Préparation mentale : au-delà des slogans
Invités à proposer leurs définitions, les participants ont cité motivation, concentration, gestion du stress, visualisation… Autant de thèmes justes, mais partiels. La définition de référence rappelée en séance : un ensemble d’habiletés cognitives et stratégiques visant la performance le jour J, tout en favorisant plaisir… et autonomie. Nous avons nuancé ces deux derniers mots. Dans le sport de haut niveau, l’autonomie a des limites très concrètes (logistique, parcours de soins, entourage). Quant au “plaisir”, il n’est pas quotidien : la rééducation est fastidieuse, les étirements peu “motivant” pour bien des athlètes. D’où l’idée centrale de la conférence : le mental n’est pas “le dernier étage” à travailler après tout le reste. Il conditionne la manière d’entrer dans la séance, de percevoir la charge, d’interpréter un tirage au sort… Le mental est au début, pas à la fin.
Premier préparateur mental : l’entraîneur
Message fort : l’entraîneur est, de fait, le premier préparateur mental. Son regard, sa posture, son langage non verbal modulent instantanément l’état interne d’un athlète. Or, on demande souvent “Concentre-toi” sans jamais fournir le “manuel” de la concentration. La conférence a donc insisté sur la communication comme premier outil : mots, rythme, tonalité… et surtout formulation. Dire “Pas de stress” active… le tiroir “stress”. Mieux vaut orienter vers ce qu’on veut voir se produire (respirer, installer sa saisie, engager la première intention) plutôt que lutter contre ce qu’on ne veut pas.
Deux démonstrations : quand l’imaginaire change le réel
Nous avons proposé deux mises en situation, simples et reproductibles par tous, pour illustrer l’axe corps–esprit.
- La rotation du buste : bras tendu, pivot jusqu’à une butée, marque visuelle, retour. Puis répétition uniquement en imagination, au-delà du point bloquant, avant de refaire le mouvement réel. La plupart des participants gagnent instantanément de l’amplitude. Message pédagogique : l’imagerie prépare des adaptations corporelles. Montrer ça à un groupe suffit souvent à légitimer un travail mental.
- La vision périphérique : regard fixe, attention élargie à gauche/droite/haut/bas. La majorité a constaté un ralentissement du flux des pensées. On peut alors proposer une suggestion (“le corps est attiré vers l’arrière… puis vers l’avant”), pour ressentir comment une idée se transforme en acte. Cette induction, praticable yeux ouverts au bord d’un terrain, est un levier pour réduire la ruminination, retrouver de la disponibilité et faire passer des consignes clés.

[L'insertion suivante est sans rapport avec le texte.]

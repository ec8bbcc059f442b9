//! Row fingerprinting
//!
//! A fingerprint is a blake3 hash over the ordered cell values of a row,
//! computed from a canonical type-tagged byte encoding so that equal content
//! in either table hashes identically. Fingerprints are the multiset keys of
//! the row reconciliation.

use crate::table::{date_ordinal, Value};
use blake3::Hasher;
use rayon::prelude::*;

/// A fingerprint represented as a hex string
pub type HashValue = String;

/// Computes content fingerprints over projected rows
pub struct Fingerprinter;

impl Fingerprinter {
    pub fn new() -> Self {
        Self
    }

    /// Canonical byte encoding of a single cell. A leading tag byte keeps
    /// values of different types distinct; text is length-prefixed so cell
    /// boundaries stay unambiguous.
    pub fn encode_value(value: &Value, buf: &mut Vec<u8>) {
        match value {
            Value::Null => buf.push(0),
            Value::Bool(b) => {
                buf.push(1);
                buf.push(u8::from(*b));
            }
            Value::Int(i) => {
                buf.push(2);
                buf.extend_from_slice(&i.to_le_bytes());
            }
            Value::Float(x) => {
                buf.push(3);
                buf.extend_from_slice(&x.to_bits().to_le_bytes());
            }
            Value::Text(s) => {
                buf.push(4);
                buf.extend_from_slice(&(s.len() as u64).to_le_bytes());
                buf.extend_from_slice(s.as_bytes());
            }
            Value::Date(d) => {
                buf.push(5);
                buf.extend_from_slice(&date_ordinal(d).to_le_bytes());
            }
            Value::Timestamp(ts) => {
                buf.push(6);
                let utc = ts.and_utc();
                buf.extend_from_slice(&utc.timestamp().to_le_bytes());
                buf.extend_from_slice(&utc.timestamp_subsec_nanos().to_le_bytes());
            }
        }
    }

    /// Owned encoding of one value, used for distinct-value counting in the
    /// group refiner.
    pub fn encoded(value: &Value) -> Vec<u8> {
        let mut buf = Vec::new();
        Self::encode_value(value, &mut buf);
        buf
    }

    /// Compute the fingerprint of one row's ordered cell values
    pub fn fingerprint_row(&self, row: &[Value]) -> HashValue {
        let mut hasher = Hasher::new();
        let mut buf = Vec::new();
        for value in row {
            buf.clear();
            Self::encode_value(value, &mut buf);
            hasher.update(&buf);
            hasher.update(b"|"); // separator between cells
        }
        hasher.finalize().to_hex().to_string()
    }

    /// Fingerprint every row in parallel; output order matches input order
    pub fn fingerprint_rows(&self, rows: &[Vec<Value>]) -> Vec<HashValue> {
        rows.par_iter()
            .map(|row| self.fingerprint_row(row))
            .collect()
    }
}

impl Default for Fingerprinter {
    fn default() -> Self {
        Self::new()
    }
}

Mais au fait, l’hypnose, c’est quoi ?
Ni sommeil, ni inconscience. C’est un état naturel, vécu par tous (les “creux ultradiens” où l’attention décroche, le “flow” en sport, la distorsion du temps, la focalisation extrême sur la voix de l’arbitre…). L’intérêt ? Dans cet état, certaines fonctions involontaires (émotions, douleur, pensées automatiques, physiologie) deviennent plus malléables. On ne “force” pas la volonté ; on parle au bon niveau du système. De là, trois terrains d’intervention très opérationnels :
- La pensée : si ~85 % des pensées d’hier reviennent aujourd’hui, un dialogue interne négatif s’auto-entretient. Les suggestions et la vision périphérique offrent des fenêtres de “silence mental” où l’on choisit une pensée utile qui infuse vraiment l’action.

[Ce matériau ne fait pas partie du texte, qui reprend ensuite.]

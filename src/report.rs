//! Report assembly and summary statistics

use crate::compare::{reconcile_rows, reconcile_rows_paired};
use crate::diff::{ColumnDifference, RowDiffEntry};
use crate::error::Result;
use crate::table::{Table, Value};
use crate::SOURCE_COLUMN;
use serde::Serialize;

/// Immutable result of one comparison.
///
/// The summary statistics are computed on demand from the difference list so
/// they can never drift out of sync with it.
#[derive(Debug, Clone, Serialize)]
pub struct DataReport {
    /// Row count of the referent table
    pub len0: usize,
    /// Row count of the second table
    pub len1: usize,
    pub name0: String,
    pub name1: String,
    pub comparable_columns: Vec<String>,
    pub column_differences: Vec<ColumnDifference>,
    pub row_differences: Vec<RowDiffEntry>,
}

impl DataReport {
    /// Sum of occurrences over all row differences, plain and grouped
    pub fn total_row_differences(&self) -> usize {
        self.row_differences
            .iter()
            .map(RowDiffEntry::occurrences)
            .sum()
    }

    /// Rows attributed to the referent source
    pub fn source0_count(&self) -> usize {
        self.source_count(&self.name0)
    }

    /// Rows attributed to the second source
    pub fn source1_count(&self) -> usize {
        self.source_count(&self.name1)
    }

    /// Share of the total attributed to the referent source; 0.0 when there
    /// are no row differences
    pub fn ratio_source0(&self) -> f64 {
        self.ratio(self.source0_count())
    }

    /// Share of the total attributed to the second source; 0.0 when there
    /// are no row differences
    pub fn ratio_source1(&self) -> f64 {
        self.ratio(self.source1_count())
    }

    pub fn has_differences(&self) -> bool {
        !self.column_differences.is_empty() || !self.row_differences.is_empty()
    }

    /// A plain difference counts wholly toward its own source; a grouped
    /// difference counts its source tags individually, so a two-row group
    /// with one row per source contributes one to each side.
    fn source_count(&self, label: &str) -> usize {
        self.row_differences
            .iter()
            .map(|entry| match entry {
                RowDiffEntry::Plain(diff) => {
                    if diff.source == label {
                        diff.occurrences
                    } else {
                        0
                    }
                }
                RowDiffEntry::Grouped(diff) => diff
                    .concise_information
                    .column(SOURCE_COLUMN)
                    .map_or(0, |tags| {
                        tags.iter()
                            .filter(|tag| matches!(tag, Value::Text(s) if s == label))
                            .count()
                    }),
            })
            .sum()
    }

    fn ratio(&self, count: usize) -> f64 {
        let total = self.total_row_differences();
        if total == 0 {
            return 0.0;
        }
        count as f64 / total as f64
    }
}

/// Run the full comparison and assemble the report. With pairing columns the
/// row differences are refined into key groups; without, they stay plain.
pub fn build_report(
    table0: &Table,
    table1: &Table,
    label0: &str,
    label1: &str,
    pairing_columns: Option<&[String]>,
) -> Result<DataReport> {
    let (comparable_columns, column_differences, row_differences) = match pairing_columns {
        Some(pairing) => reconcile_rows_paired(table0, table1, label0, label1, pairing)?,
        None => reconcile_rows(table0, table1, label0, label1)?,
    };

    Ok(DataReport {
        len0: table0.len(),
        len1: table1.len(),
        name0: label0.to_string(),
        name1: label1.to_string(),
        comparable_columns,
        column_differences,
        row_differences,
    })
}

#[cfg(test)]
mod tests {
    use super::*;
    use crate::table::{Column, DataType};

    fn int_column(name: &str, values: &[i64]) -> Column {
        Column::new(
            name,
            DataType::Int,
            values.iter().map(|&v| Value::Int(v)).collect(),
        )
    }

    fn table(columns: Vec<Column>) -> Table {
        Table::new(columns).unwrap()
    }

    #[test]
    fn test_report_without_differences() {
        let t0 = table(vec![int_column("a", &[1, 2])]);
        let report = build_report(&t0, &t0.clone(), "df0", "df1", None).unwrap();

        assert!(!report.has_differences());
        assert_eq!(report.total_row_differences(), 0);
        assert_eq!(report.ratio_source0(), 0.0);
        assert_eq!(report.ratio_source1(), 0.0);
        assert_eq!(report.len0, 2);
        assert_eq!(report.len1, 2);
    }

    #[test]
    fn test_report_counts_and_ratios_paired() {
        let t0 = table(vec![
            int_column("a", &[1, 2, 3, 3, 3, 4]),
            int_column("b", &[1, 2, 3, 10, 10, 15]),
        ]);
        let t1 = table(vec![
            int_column("a", &[1, 2, 3, 3, 4, 5]),
            int_column("b", &[1, 2, 3, 10, 20, 24]),
        ]);

        let report =
            build_report(&t0, &t1, "df0", "df1", Some(&["a".to_string()])).unwrap();
        assert_eq!(report.total_row_differences(), 4);
        assert_eq!(report.source0_count(), 2);
        assert_eq!(report.source1_count(), 2);
        assert_eq!(report.ratio_source0(), 0.5);
        assert_eq!(report.ratio_source1(), 0.5);
    }

    #[test]
    fn test_ratios_sum_to_one_with_differences() {
        let t0 = table(vec![int_column("a", &[1, 2, 3])]);
        let t1 = table(vec![int_column("a", &[1, 4])]);

        let report = build_report(&t0, &t1, "df0", "df1", None).unwrap();
        let total = report.total_row_differences();
        assert!(total > 0);
        assert_eq!(
            report.source0_count() + report.source1_count(),
            total
        );
        let sum = report.ratio_source0() + report.ratio_source1();
        assert!((sum - 1.0).abs() < f64::EPSILON);
    }
}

- L’émotion : distinguer stress (mécanisme adaptatif) et peur (émotion protectrice). On n’éteint pas le stress, on l’apprivoise ; on désactive, si besoin, une peur “apprise” qui s’est généralisée (ex. appréhension après une chute). Traité tôt, un inconfort ne devient pas blocage.
- La physiologie : récupération, sommeil, activation. En réathlétisation, l’imagerie précise et contextualisée limite la fonte, entretient la coordination et prépare les retours.
Croyances : fissurer le plafond de verre
Autre point-clé : les croyances de performance (“les autres peuvent, pas moi”, “je suis trop petit”, “le haut niveau n’est pas pour moi”) filtrent l’expérience. Le sport regorge d’exemples où une barrière “impossible” tombe, puis le peloton suit (mile sous 4’). Le travail consiste à documenter l’exception (qui, de même taille ou profil, l’a fait ?), remonter à l’origine de la croyance (épisode anodin… mais marquant), puis la reprogrammer via imagerie, langage et expériences correctrices. Une athlète de vitesse en escalade citée en exemple a franchi un cap dès le lendemain d’un travail centré sur la croyance — non par magie, mais parce que la physiologie prête a enfin rencontré un “oui” mental crédible.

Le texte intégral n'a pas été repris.